Peter van Agtmael’s 2nd Tour, Hope I Don’t Die

September 28, 2009


There is a madness to war, particularly the two current wars in Iraq and Afghanistan, which are filled with contradiction and question. In his first photo book, 2nd Tour, Hope I Don't Die, regular FADER contributor Peter van Agtmael gives us deep insight into the psychological effects on the wars' soldiers. Their faces look out, troubled and traumatized, anxious and contemplative, while their words, in the form of scrawled graffiti, offer up their innermost thoughts and lend themselves to the book's title.


In the prologue, van Agtmael identifies his desire to make pictures that reflect "complex and often contradictory experiences" and observes that "in time the labels that had heretofore defined my preconceptions of the world became meaningless." The images, at once both intimate and bold, contain vast meaning and metaphor, while the details hold the literal evidence of the visceral and contrasting human reactions to the experience of war: a medic tenderly holds the hand of an injured soldier as he is airlifted from battle; rather than pet the dog before him, an anxious and distracted soldier clutches it and digs his nails into its fur; the chaotic, bloody aftermath of an allied raid on an Iraqi home shows a parallel human experience from the other side. Extensive captions reveal further detail, starting with the book's opening image: a mundane sand-banked bunker has an accompanying caption defining it as "Patrol Base California," detailing the amount of times it was attacked, describing its living conditions and confirming that two soldiers stationed there had been dismissed from the army for slipping away to Afghan bunkers to smoke hash.

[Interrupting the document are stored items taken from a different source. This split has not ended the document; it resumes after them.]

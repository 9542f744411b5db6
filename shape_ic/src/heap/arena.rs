// This Source Code Form is subject to the terms of the Mozilla Public
// License, v. 2.0. If a copy of the MPL was not distributed with this
// file, You can obtain one at https://mozilla.org/MPL/2.0/.

use core::{
    num::NonZeroU32,
    ops::{Index, IndexMut},
};

use super::indexes::{handle_from_index, index_from_handle};

/// Vector of heap records addressed by one-based handles.
///
/// Removed records leave a hole that is recycled by the next push. A handle
/// identifies a record only while that record is alive; holders keep records
/// alive through the record's own reference count.
#[derive(Debug)]
pub(crate) struct Arena<T> {
    records: Vec<Option<T>>,
    free: Vec<u32>,
    live: usize,
}

impl<T> Default for Arena<T> {
    fn default() -> Self {
        Self::with_capacity(0)
    }
}

impl<T> Arena<T> {
    pub(crate) fn with_capacity(capacity: usize) -> Self {
        Self {
            records: Vec::with_capacity(capacity),
            free: Vec::new(),
            live: 0,
        }
    }

    pub(crate) fn push(&mut self, record: T) -> NonZeroU32 {
        self.live += 1;
        if let Some(index) = self.free.pop() {
            let slot = &mut self.records[index as usize];
            debug_assert!(slot.is_none());
            *slot = Some(record);
            return handle_from_index(index as usize);
        }
        self.records.push(Some(record));
        handle_from_index(self.records.len() - 1)
    }

    pub(crate) fn get(&self, handle: NonZeroU32) -> Option<&T> {
        self.records
            .get(index_from_handle(handle))
            .and_then(Option::as_ref)
    }

    pub(crate) fn get_mut(&mut self, handle: NonZeroU32) -> Option<&mut T> {
        self.records
            .get_mut(index_from_handle(handle))
            .and_then(Option::as_mut)
    }

    pub(crate) fn remove(&mut self, handle: NonZeroU32) -> Option<T> {
        let index = index_from_handle(handle);
        let record = self.records.get_mut(index)?.take()?;
        self.live -= 1;
        self.free.push(index as u32);
        Some(record)
    }

    /// Number of live records.
    pub(crate) fn len(&self) -> usize {
        self.live
    }

    pub(crate) fn iter(&self) -> impl Iterator<Item = (NonZeroU32, &T)> {
        self.records
            .iter()
            .enumerate()
            .filter_map(|(i, record)| record.as_ref().map(|r| (handle_from_index(i), r)))
    }
}

impl<T> Index<NonZeroU32> for Arena<T> {
    type Output = T;

    fn index(&self, handle: NonZeroU32) -> &T {
        self.get(handle).expect("use of a freed heap record")
    }
}

impl<T> IndexMut<NonZeroU32> for Arena<T> {
    fn index_mut(&mut self, handle: NonZeroU32) -> &mut T {
        self.get_mut(handle).expect("use of a freed heap record")
    }
}
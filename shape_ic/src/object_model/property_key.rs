// This Source Code Form is subject to the terms of the Mozilla Public
// License, v. 2.0. If a copy of the MPL was not distributed with this
// file, You can obtain one at https://mozilla.org/MPL/2.0/.

use hashbrown::hash_table::Entry;

use crate::{execution::Agent, heap::indexes::heap_handle};

heap_handle!(
    /// Interned property name.
    ///
    /// Keys compare by identity: two keys are equal exactly when they were
    /// interned from the same name while the first one was still alive.
    PropertyKey
);

#[derive(Debug)]
pub(crate) struct PropertyKeyRecord {
    name: Box<str>,
    refcount: u32,
}

impl PropertyKey {
    /// Intern `name`, returning a key that holds one reference.
    pub fn intern(agent: &mut Agent, name: &str) -> Self {
        let hash = agent.heap.hash_key_name(name);
        let heap = &mut agent.heap;
        let keys = &heap.keys;
        let hasher = &heap.key_hasher;
        let entry = heap.key_lookup_table.entry(
            hash,
            |k| &*keys[k.0].name == name,
            |k| core::hash::BuildHasher::hash_one(hasher, &*keys[k.0].name),
        );
        match entry {
            Entry::Occupied(e) => {
                let key = *e.get();
                let record = &mut heap.keys[key.0];
                record.refcount += 1;
                log::trace!("key {name:?} refcount -> {}", record.refcount);
                key
            }
            Entry::Vacant(e) => {
                let key = PropertyKey(heap.keys.push(PropertyKeyRecord {
                    name: name.into(),
                    refcount: 1,
                }));
                e.insert(key);
                log::trace!("interned key {name:?} as {key:?}");
                key
            }
        }
    }

    /// Numeric identity of the key, never zero.
    #[inline(always)]
    pub fn id(self) -> u32 {
        self.0.get()
    }

    pub fn name(self, agent: &Agent) -> &str {
        &agent.heap.keys[self.0].name
    }

    pub fn refcount(self, agent: &Agent) -> u32 {
        agent.heap.keys[self.0].refcount
    }

    pub fn dup(self, agent: &mut Agent) -> Self {
        let record = &mut agent.heap.keys[self.0];
        record.refcount += 1;
        self
    }

    pub fn release(self, agent: &mut Agent) {
        let heap = &mut agent.heap;
        let record = &mut heap.keys[self.0];
        debug_assert!(record.refcount > 0);
        record.refcount -= 1;
        if record.refcount > 0 {
            return;
        }
        let Some(record) = heap.keys.remove(self.0) else {
            return;
        };
        log::trace!("freeing key {:?}", record.name);
        let hash = heap.hash_key_name(&record.name);
        if let Ok(entry) = heap.key_lookup_table.find_entry(hash, |k| *k == self) {
            entry.remove();
        }
    }
}
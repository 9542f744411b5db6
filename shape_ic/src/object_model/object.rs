// This Source Code Form is subject to the terms of the Mozilla Public
// License, v. 2.0. If a copy of the MPL was not distributed with this
// file, You can obtain one at https://mozilla.org/MPL/2.0/.

use crate::{
    execution::Agent,
    heap::{CreateHeapData, Heap, indexes::heap_handle},
};

use super::{ObjectShape, PropertyKey, Value, watchpoint};

heap_handle!(
    /// An ordinary object with a fixed prototype.
    Object
);

#[derive(Debug)]
pub(crate) struct ObjectRecord {
    /// Owned reference to the current Object Shape.
    shape: ObjectShape,
    /// Property values, indexed by the offsets of `shape`.
    values: Vec<Value>,
    refcount: u32,
}

impl CreateHeapData<ObjectRecord, Object> for Heap {
    fn create(&mut self, data: ObjectRecord) -> Object {
        Object(self.objects.push(data))
    }
}

/// Where the slow path found a property.
#[derive(Debug, Clone, Copy, PartialEq, Eq)]
pub struct PropertyLocation {
    pub offset: u32,
    /// The prototype holding the property, or `None` if the receiver itself
    /// holds it.
    pub prototype: Option<Object>,
}

impl Object {
    /// Create an empty object. Returns the only reference to it.
    pub fn create(agent: &mut Agent, prototype: Option<Object>) -> Self {
        let shape = ObjectShape::root_for_prototype(agent, prototype);
        agent.heap.create(ObjectRecord {
            shape,
            values: Vec::new(),
            refcount: 1,
        })
    }

    pub fn shape(self, agent: &Agent) -> ObjectShape {
        agent.heap.objects[self.0].shape
    }

    pub fn prototype(self, agent: &Agent) -> Option<Object> {
        self.shape(agent).prototype(agent)
    }

    pub fn refcount(self, agent: &Agent) -> u32 {
        agent.heap.objects[self.0].refcount
    }

    pub fn is_alive(self, agent: &Agent) -> bool {
        agent.heap.objects.get(self.0).is_some()
    }

    pub fn dup(self, agent: &mut Agent) -> Self {
        agent.heap.objects[self.0].refcount += 1;
        self
    }

    pub fn release(self, agent: &mut Agent) {
        let record = &mut agent.heap.objects[self.0];
        debug_assert!(record.refcount > 0);
        record.refcount -= 1;
        if record.refcount > 0 {
            return;
        }
        let Some(record) = agent.heap.objects.remove(self.0) else {
            return;
        };
        log::trace!("freeing {self:?}");
        for value in record.values {
            value.release(agent);
        }
        record.shape.release(agent);
    }

    /// Read the own property stored at `offset`.
    pub fn get_value_at(self, agent: &Agent, offset: u32) -> Value {
        agent.heap.objects[self.0].values[offset as usize]
    }

    /// Overwrite the own property stored at `offset`.
    pub fn set_value_at(self, agent: &mut Agent, offset: u32, value: Value) {
        value.dup(agent);
        let previous = core::mem::replace(
            &mut agent.heap.objects[self.0].values[offset as usize],
            value,
        );
        previous.release(agent);
    }

    /// Create or overwrite the own property `key`. Returns its offset.
    ///
    /// Adding a property moves the object to a child Object Shape. Cached
    /// lookups that relied on this object as a prototype follow it to the new
    /// shape, while cached lookups that found `key` further up this object's
    /// prototype chain are invalidated as they are now shadowed.
    pub fn define_property(self, agent: &mut Agent, key: PropertyKey, value: Value) -> u32 {
        let old_shape = self.shape(agent);
        if let Some(offset) = old_shape.property_offset(agent, key) {
            self.set_value_at(agent, offset, value);
            return offset;
        }
        let new_shape = old_shape.get_or_create_child(agent, key);
        value.dup(agent);
        let record = &mut agent.heap.objects[self.0];
        record.shape = new_shape;
        record.values.push(value);
        let offset = (record.values.len() - 1) as u32;
        watchpoint::transfer_guards(agent, self, old_shape, new_shape, None);
        old_shape.release(agent);
        watchpoint::sweep_prototype_chain(agent, new_shape, key);
        offset
    }

    /// Delete the own property `key`. Returns false if there was none.
    pub fn delete_property(self, agent: &mut Agent, key: PropertyKey) -> bool {
        let old_shape = self.shape(agent);
        let Some(offset) = old_shape.property_offset(agent, key) else {
            return false;
        };
        let new_shape = old_shape.without_key(agent, key);
        let record = &mut agent.heap.objects[self.0];
        record.shape = new_shape;
        let removed = record.values.remove(offset as usize);
        watchpoint::transfer_guards(agent, self, old_shape, new_shape, Some((key, offset)));
        removed.release(agent);
        old_shape.release(agent);
        true
    }

    /// Find `key` on this object or along its prototype chain.
    pub fn find_property(self, agent: &Agent, key: PropertyKey) -> Option<PropertyLocation> {
        let shape = self.shape(agent);
        if let Some(offset) = shape.property_offset(agent, key) {
            return Some(PropertyLocation {
                offset,
                prototype: None,
            });
        }
        let mut prototype = shape.prototype(agent);
        while let Some(object) = prototype {
            let shape = object.shape(agent);
            if let Some(offset) = shape.property_offset(agent, key) {
                return Some(PropertyLocation {
                    offset,
                    prototype: Some(object),
                });
            }
            prototype = shape.prototype(agent);
        }
        None
    }

    /// Get the value of `key` without consulting any inline cache.
    pub fn get_property(self, agent: &Agent, key: PropertyKey) -> Value {
        match self.find_property(agent, key) {
            Some(PropertyLocation { offset, prototype }) => {
                prototype.unwrap_or(self).get_value_at(agent, offset)
            }
            None => Value::Undefined,
        }
    }
}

The photos follow the soldiers beyond the battlegrounds of Afghanistan and Iraq, however, returning home with the wounded to document the wars' hometown aftermath. One section of 2nd Tour focuses on Raymond Hubbard, who lost his leg in a rocket attack in Baghdad. Van Agtmael's photos show his daily life: playing Star Wars with his two sons, sitting on his bed confronting his injury and his medication, at a bar with a stranger aiming a video gun at his prosthesis. The book's end section is dedicated to those who lost their lives, eulogized through pictures van Agtmael took of them in service, at their funerals and of their loved ones. The work builds around his specific subjects, and though van Agtmael strives to be objective, his obvious compassion gives us insight to their very being. 2nd Tour is a visual account of the realities of war on a human scale, the photos providing close connection to a distant and abstract world too often reduced to fading statistics.
2nd Tour, Hope I Don't Die is published by Photolucida and is available from Magnum Photos.